**WHAT THE TASK REQUIRES:** Print the records exactly. Every mark must remain.

***** PROVIDED RECORDS

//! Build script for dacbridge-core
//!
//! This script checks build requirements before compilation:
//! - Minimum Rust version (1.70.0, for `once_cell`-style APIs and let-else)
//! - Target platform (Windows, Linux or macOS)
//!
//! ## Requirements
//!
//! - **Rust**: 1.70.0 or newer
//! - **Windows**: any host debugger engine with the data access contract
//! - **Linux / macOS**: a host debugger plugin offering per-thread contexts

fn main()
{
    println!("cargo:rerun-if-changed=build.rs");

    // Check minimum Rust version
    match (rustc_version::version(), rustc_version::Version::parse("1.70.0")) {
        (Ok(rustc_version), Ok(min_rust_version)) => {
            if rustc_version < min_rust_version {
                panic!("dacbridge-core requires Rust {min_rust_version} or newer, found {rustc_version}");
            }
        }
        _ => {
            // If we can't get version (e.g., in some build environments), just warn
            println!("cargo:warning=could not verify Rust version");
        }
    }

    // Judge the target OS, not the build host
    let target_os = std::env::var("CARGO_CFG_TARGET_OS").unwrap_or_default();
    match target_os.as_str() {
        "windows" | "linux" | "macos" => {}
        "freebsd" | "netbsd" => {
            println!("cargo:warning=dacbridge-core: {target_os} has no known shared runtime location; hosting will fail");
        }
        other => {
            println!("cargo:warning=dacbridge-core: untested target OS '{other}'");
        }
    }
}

**********

**SOLUTION BELOW:**
//! Build script for dacbridge-core
//!
//! This script checks build requirements before compilation:
//! - Minimum Rust version (1.70.0, for `once_cell`-style APIs and let-else)
//! - Target platform (Windows, Linux or macOS)
//!
//! ## Requirements
//!
//! - **Rust**: 1.70.0 or newer
//! - **Windows**: any host debugger engine with the data access contract
//! - **Linux / macOS**: a host debugger plugin offering per-thread contexts

fn main()
{
    println!("cargo:rerun-if-changed=build.rs");

    // Check minimum Rust version
    match (rustc_version::version(), rustc_version::Version::parse("1.70.0")) {
        (Ok(rustc_version), Ok(min_rust_version)) => {
            if rustc_version < min_rust_version {
                panic!("dacbridge-core requires Rust {min_rust_version} or newer, found {rustc_version}");
            }
        }
        _ => {
            // If we can't get version (e.g., in some build environments), just warn
            println!("cargo:warning=could not verify Rust version");
        }
    }

    // Judge the target OS, not the build host
    let target_os = std::env::var("CARGO_CFG_TARGET_OS").unwrap_or_default();
    match target_os.as_str() {
        "windows" | "linux" | "macos" => {}
        "freebsd" | "netbsd" => {
            println!("cargo:warning=dacbridge-core: {target_os} has no known shared runtime location; hosting will fail");
        }
        other => {
            println!("cargo:warning=dacbridge-core: untested target OS '{other}'");
        }
    }
}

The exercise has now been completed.